Tangalia

Gujarat, one of the famous states in India, known for its historical importance and culture, has made its own mark on the textile industry in India. Its legacy in the textile industry dates back to three thousand years with the climate and geographical conditions making a better impact.  The finest quality of textiles and versatility of designs has made the state a favourite around the world. The versatility and variety in the raw materials, availability of different types of yarns combined with the effective use of traditional methods in weaving, printing and dyeing makes the state the first among others in the textile industries. Most of the artisans are the villagers here and they follow the age old traditional techniques combined with the latest methods making their work one of the finest in the world.  The caste, community, tribes and regions of the state have a wide impact on the textile industry of Gujarat. The fabrics like tangalia, dessa are a few examples of such craft and art of Gujarat.

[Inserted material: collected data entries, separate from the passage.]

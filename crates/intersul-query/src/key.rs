//! Query keys.
//!
//! A key is an ordered list of segments, e.g. `["copy-machines", "xerox", 1, 10]`.
//! Keys are related by prefix: `["clients"]` covers `["clients", 7]` and
//! `["clients", "stats"]`.

use std::fmt;

use serde::Serialize;
use serde_json::{Map, Value};

/// One segment of a [`QueryKey`].
#[derive(Debug, Clone, PartialEq, Eq, Hash, PartialOrd, Ord)]
pub enum KeySegment {
    Null,
    Bool(bool),
    Int(i64),
    Str(String),
    /// Canonical JSON text of a structured parameter (e.g. list filters).
    Json(String),
}

impl KeySegment {
    /// Segment for a structured parameter.
    ///
    /// Object keys are sorted, so equal parameters always produce equal
    /// segments. Values that fail to serialize become `Null`.
    pub fn json<T: Serialize + ?Sized>(value: &T) -> Self {
        match serde_json::to_value(value) {
            Ok(Value::Null) | Err(_) => KeySegment::Null,
            Ok(v) => KeySegment::Json(canonical(v).to_string()),
        }
    }
}

fn canonical(value: Value) -> Value {
    match value {
        Value::Object(map) => {
            let mut entries: Vec<(String, Value)> = map.into_iter().collect();
            entries.sort_by(|a, b| a.0.cmp(&b.0));
            Value::Object(
                entries
                    .into_iter()
                    .map(|(k, v)| (k, canonical(v)))
                    .collect::<Map<String, Value>>(),
            )
        }
        Value::Array(items) => Value::Array(items.into_iter().map(canonical).collect()),
        other => other,
    }
}

impl fmt::Display for KeySegment {
    fn fmt(&self, f: &mut fmt::Formatter<'_>) -> fmt::Result {
        match self {
            KeySegment::Null => f.write_str("null"),
            KeySegment::Bool(b) => write!(f, "{}", b),
            KeySegment::Int(n) => write!(f, "{}", n),
            KeySegment::Str(s) => write!(f, "{:?}", s),
            KeySegment::Json(json) => f.write_str(json),
        }
    }
}

impl From<&str> for KeySegment {
    fn from(s: &str) -> Self {
        KeySegment::Str(s.to_string())
    }
}

impl From<String> for KeySegment {
    fn from(s: String) -> Self {
        KeySegment::Str(s)
    }
}

impl From<&String> for KeySegment {
    fn from(s: &String) -> Self {
        KeySegment::Str(s.clone())
    }
}

impl From<bool> for KeySegment {
    fn from(b: bool) -> Self {
        KeySegment::Bool(b)
    }
}

macro_rules! int_segment {
    ($($ty:ty),+) => {
        $(
            impl From<$ty> for KeySegment {
                fn from(n: $ty) -> Self {
                    KeySegment::Int(i64::from(n))
                }
            }
        )+
    };
}

int_segment!(i32, i64, u32, u16, u8);

impl<T: Into<KeySegment>> From<Option<T>> for KeySegment {
    fn from(value: Option<T>) -> Self {
        value.map(Into::into).unwrap_or(KeySegment::Null)
    }
}

/// Ordered cache key.
#[derive(Debug, Clone, Default, PartialEq, Eq, Hash, PartialOrd, Ord)]
pub struct QueryKey(Vec<KeySegment>);

impl QueryKey {
    pub fn new(segments: Vec<KeySegment>) -> Self {
        Self(segments)
    }

    pub fn segments(&self) -> &[KeySegment] {
        &self.0
    }

    pub fn len(&self) -> usize {
        self.0.len()
    }

    pub fn is_empty(&self) -> bool {
        self.0.is_empty()
    }

    /// Whether `prefix` covers this key. The empty key covers everything.
    pub fn starts_with(&self, prefix: &QueryKey) -> bool {
        self.0.starts_with(&prefix.0)
    }

    /// A copy of this key with one more segment.
    pub fn child(&self, segment: impl Into<KeySegment>) -> Self {
        let mut segments = self.0.clone();
        segments.push(segment.into());
        Self(segments)
    }
}

impl fmt::Display for QueryKey {
    fn fmt(&self, f: &mut fmt::Formatter<'_>) -> fmt::Result {
        f.write_str("[")?;
        for (i, segment) in self.0.iter().enumerate() {
            if i > 0 {
                f.write_str(",")?;
            }
            write!(f, "{}", segment)?;
        }
        f.write_str("]")
    }
}

impl From<Vec<KeySegment>> for QueryKey {
    fn from(segments: Vec<KeySegment>) -> Self {
        Self(segments)
    }
}

/// Build a [`QueryKey`] from segments convertible into [`KeySegment`].
///
/// ```
/// use intersul_query::query_key;
///
/// let key = query_key!["copy-machines", Some("xerox"), 1u32, 10u32];
/// assert_eq!(key.to_string(), r#"["copy-machines","xerox",1,10]"#);
/// ```
#[macro_export]
macro_rules! query_key {
    ($($segment:expr),* $(,)?) => {
        $crate::QueryKey::new(vec![$($crate::KeySegment::from($segment)),*])
    };
}

#[cfg(test)]
mod tests {
    use super::*;
    use crate::query_key;

    #[test]
    fn test_prefix_relation() {
        let list = query_key!["copy-machines", None::<&str>, 1u32, 10u32];
        let prefix = query_key!["copy-machines"];
        let detail = query_key!["copy-machine", 4i64];

        assert!(list.starts_with(&prefix));
        assert!(!detail.starts_with(&prefix));
        assert!(prefix.starts_with(&prefix));
        assert!(detail.starts_with(&QueryKey::default()));
    }

    #[test]
    fn test_option_segments() {
        assert_eq!(KeySegment::from(None::<String>), KeySegment::Null);
        assert_eq!(
            KeySegment::from(Some("x")),
            KeySegment::Str("x".to_string())
        );
    }

    #[test]
    fn test_json_segment_is_canonical() {
        #[derive(Serialize)]
        struct A {
            page: u32,
            search: &'static str,
        }
        #[derive(Serialize)]
        struct B {
            search: &'static str,
            page: u32,
        }

        assert_eq!(
            KeySegment::json(&A { page: 1, search: "x" }),
            KeySegment::json(&B { search: "x", page: 1 })
        );
        assert_eq!(KeySegment::json(&None::<u8>), KeySegment::Null);
    }

    #[test]
    fn test_display_and_child() {
        let key = query_key!["clients"].child("stats");
        assert_eq!(key.to_string(), r#"["clients","stats"]"#);
        assert_eq!(key.len(), 2);
    }
}
//! Client-side query cache for the Intersul console.
//!
//! This crate provides:
//! - A keyed store of remote query results with per-entry staleness and
//!   garbage-collection windows, bounded by LRU eviction
//! - Prefix operations (invalidate, cancel in-flight fetches, bulk rewrite)
//! - The optimistic-mutation protocol used by list views
//!
//! # Example
//!
//! ```rust,ignore
//! use intersul_query::{CacheConfig, QueryCache, QueryOptions, query_key};
//!
//! let cache = QueryCache::new(CacheConfig::default());
//! let stats = cache
//!     .fetch(query_key!["clients", "stats"], QueryOptions::new(), || api.clients().stats())
//!     .await?;
//! ```

mod cache;
mod config;
mod error;
mod key;
pub mod optimistic;

pub use cache::{CacheEntry, CacheEvent, CacheStats, QueryCache, Snapshot};
pub use config::{CacheConfig, DEFAULT_GC_TIME, DEFAULT_MAX_ENTRIES, DEFAULT_STALE_TIME, QueryOptions};
pub use error::{QueryError, Result};
pub use key::{KeySegment, QueryKey};
pub use optimistic::{OptimisticMutation, Speculation};
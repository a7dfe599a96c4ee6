//! Catalog command - copy-machine models.

use std::path::PathBuf;

use anyhow::{Context as _, Result};
use clap::{Args, Subcommand};
use console::Style;

use intersul_client::FileUpload;
use intersul_forms::schemas;
use intersul_types::{
    CopyMachineCatalog, CreateCatalogRequest, EntityId, Paginated, UpdateCatalogRequest,
};

use super::{Context, Form, field, header, success, truncate};

/// Arguments for the catalog command.
#[derive(Args, Debug)]
pub struct CatalogArgs {
    #[command(subcommand)]
    pub command: CatalogCommand,
}

/// Model fields shared by create and update.
#[derive(Args, Debug)]
pub struct ModelFields {
    #[arg(long)]
    pub description: Option<String>,

    #[arg(long)]
    pub price: Option<f64>,

    #[arg(long)]
    pub quantity: Option<u32>,

    /// Feature (repeatable)
    #[arg(long = "feature")]
    pub features: Vec<String>,

    /// Attach an image or brochure
    #[arg(long)]
    pub attach: Option<PathBuf>,
}

#[derive(Subcommand, Debug)]
pub enum CatalogCommand {
    /// List catalog models
    List {
        /// Search model or manufacturer
        #[arg(short, long)]
        search: Option<String>,

        #[arg(long, default_value = "1")]
        page: u32,

        #[arg(short, long, default_value = "10")]
        limit: u32,
    },

    /// Show a catalog model
    Show {
        id: EntityId,
    },

    /// Add a model to the catalog
    Create {
        #[arg(long)]
        model: String,

        #[arg(long)]
        manufacturer: String,

        #[command(flatten)]
        fields: ModelFields,
    },

    /// Update a catalog model
    Update {
        id: EntityId,

        #[arg(long)]
        model: Option<String>,

        #[arg(long)]
        manufacturer: Option<String>,

        #[command(flatten)]
        fields: ModelFields,
    },

    /// Remove a model from the catalog
    Delete {
        id: EntityId,
    },
}

/// Run the catalog command.
pub async fn run(args: CatalogArgs, ctx: &Context) -> Result<()> {
    let catalog = ctx.app.catalog();

    match args.command {
        CatalogCommand::List {
            search,
            page,
            limit,
        } => {
            let found = catalog.list(search.as_deref(), page, limit).await?;
            if ctx.json_output {
                return ctx.print_json(&found);
            }
            header("Copy-Machine Catalog");
            print_page(&found);
        }
        CatalogCommand::Show { id } => {
            let machine = catalog.get(id).await?;
            if ctx.json_output {
                return ctx.print_json(&machine);
            }
            print_machine(&machine);
        }
        CatalogCommand::Create {
            model,
            manufacturer,
            fields,
        } => {
            let upload = read_attachment(fields.attach.as_ref())?;
            let request: CreateCatalogRequest = model_form(&fields)
                .set("model", model)
                .set("manufacturer", manufacturer)
                .validate(&schemas::copy_machine_catalog())?;

            let created = match upload {
                Some(upload) => catalog.create_with_file(&request, upload).await?,
                None => catalog.create(&request).await?,
            };
            if ctx.json_output {
                return ctx.print_json(&created);
            }
            success(format!("Model created: {} (#{})", created.model, created.id));
        }
        CatalogCommand::Update {
            id,
            model,
            manufacturer,
            fields,
        } => {
            let upload = read_attachment(fields.attach.as_ref())?;
            let request: UpdateCatalogRequest = model_form(&fields)
                .opt("model", model)
                .opt("manufacturer", manufacturer)
                .validate(&schemas::copy_machine_catalog().partial())?;

            let updated = match upload {
                Some(upload) => catalog.update_with_file(id, &request, upload).await?,
                None => catalog.update(id, &request).await?,
            };
            if ctx.json_output {
                return ctx.print_json(&updated);
            }
            success(format!("Model #{} updated", updated.id));
        }
        CatalogCommand::Delete { id } => {
            catalog.delete(id).await?;
            if ctx.json_output {
                return ctx.print_json(&serde_json::json!({ "deleted": id }));
            }
            success(format!("Model #{} deleted", id));
        }
    }

    Ok(())
}

fn model_form(fields: &ModelFields) -> Form {
    let features = (!fields.features.is_empty()).then(|| fields.features.clone());
    Form::new()
        .opt("description", fields.description.clone())
        .opt("price", fields.price)
        .opt("quantity", fields.quantity)
        .opt("features", features)
}

fn read_attachment(path: Option<&PathBuf>) -> Result<Option<FileUpload>> {
    let Some(path) = path else {
        return Ok(None);
    };
    let bytes =
        std::fs::read(path).with_context(|| format!("Failed to read {}", path.display()))?;
    let name = path
        .file_name()
        .map(|n| n.to_string_lossy().into_owned())
        .unwrap_or_else(|| "upload".to_string());
    Ok(Some(FileUpload::new(name, bytes)))
}

fn print_page(page: &Paginated<CopyMachineCatalog>) {
    let dim = Style::new().dim();
    if page.data.is_empty() {
        println!("{}", dim.apply_to("No models found"));
        return;
    }
    for machine in &page.data {
        println!(
            "{} {:<28} {:<16} {}",
            dim.apply_to(format!("[{:>4}]", machine.id)),
            truncate(&machine.model, 28),
            truncate(&machine.manufacturer, 16),
            machine
                .quantity
                .map(|q| format!("{} in stock", q))
                .unwrap_or_default(),
        );
    }
    println!();
    println!(
        "{}",
        dim.apply_to(format!(
            "Page {} of {} ({} models)",
            page.page, page.total_pages, page.total
        ))
    );
}

fn print_machine(machine: &CopyMachineCatalog) {
    header(&machine.model);
    field("ID", machine.id);
    field("Manufacturer", &machine.manufacturer);
    if let Some(description) = &machine.description {
        field("Description", description);
    }
    if let Some(price) = machine.price {
        field("Price", format!("{:.2}", price));
    }
    if let Some(quantity) = machine.quantity {
        field("Quantity", quantity);
    }
    if !machine.features.is_empty() {
        field("Features", machine.features.join(", "));
    }
    if let Some(file) = &machine.file {
        field("File", file);
    }
}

Formation of this Magnificent Work of Art

Tangalia can only be found in the district of Surendranagar in Gujarat. This is practiced and produced only by the Dangasia community here. This is a sorang like material usually worn by the Bharvad women during auspicious occasions like weddings. This work of craft needs a special method of lapping the extra wrap during the weaving process. Designs are made on this fabric in a unique way. These designs are generally made using beads which is made of cotton and other fibres and known as the bead work or dana work. These beads are available in different sizes, colours and textures. These tiny beads are twisted according to designs and they give an effect of bead embroidery and making it a unique pattern which is popularly known as the tangalia.

As the size of the loom is small, tangalia fabric can be made only up to 20 by 2 feet in size, which is then cut into two halves and stitched along the length. This complicated method of twisting the extra thread during the weaving process helps in creating beautiful linear designs and patterns.

In olden times, sheep wool or camel wool was used as the raw material for tangalia fabric. But with the increase in demand the weavers started using other materials which are used today. Some of the patterns created are locally known as Ramraj, Charmalia, Lobdi, Dhusia, Gadia, ambo etc. These designs have geometric and graphic touch to them.

Tangalia Fabric

As a fabric, Tangalia is used mostly by the women in Bharwad community who will drape themselves in dotted black skirts with contrasting patterns. The men of the Bharvad community use three blankets; first one is tied around their head, the second one is worn around their waist and the third one their shoulder. This is made from natural fabrics like wool, skin or cotton and bead work or dana work done with wool, cotton, acrylic yarns etc. Different shades of red, purple, maroon, blue, orange, green etc are used with black and white background.

Tangalia Facing Problems of Extinction

The changes and pressures in the textile industry and difficulty in finding markets for selling the finished products, have forced the craftsman to stop working on this traditional art. Lack of exposure to the global market can also be seen as a reason for the decline of this work of art. Moreover, the people who wear tangalia also became less and majority of craftsman began to live under the poverty, forcing them to leave their traditional work and find other jobs.

Bringing Back the Glory

Tangalia is one of the toughest works of art which only gifted craftsman can bring to reality. Government and other organisations realised the fact and have been making efforts towards skilful marketing and assistance facility for these. Tangalia comes under the five crafts picked up by the NIFT under its special SGSY cluster development program. Tangalia Hastakala Association was formed and gave membership to around 226 artisans from five villages in Surendranagar. The designers and students from NIFT provide all the needed assistance and help for these artisans. Training assistance, quality development, experimentation help are provided to them under this association.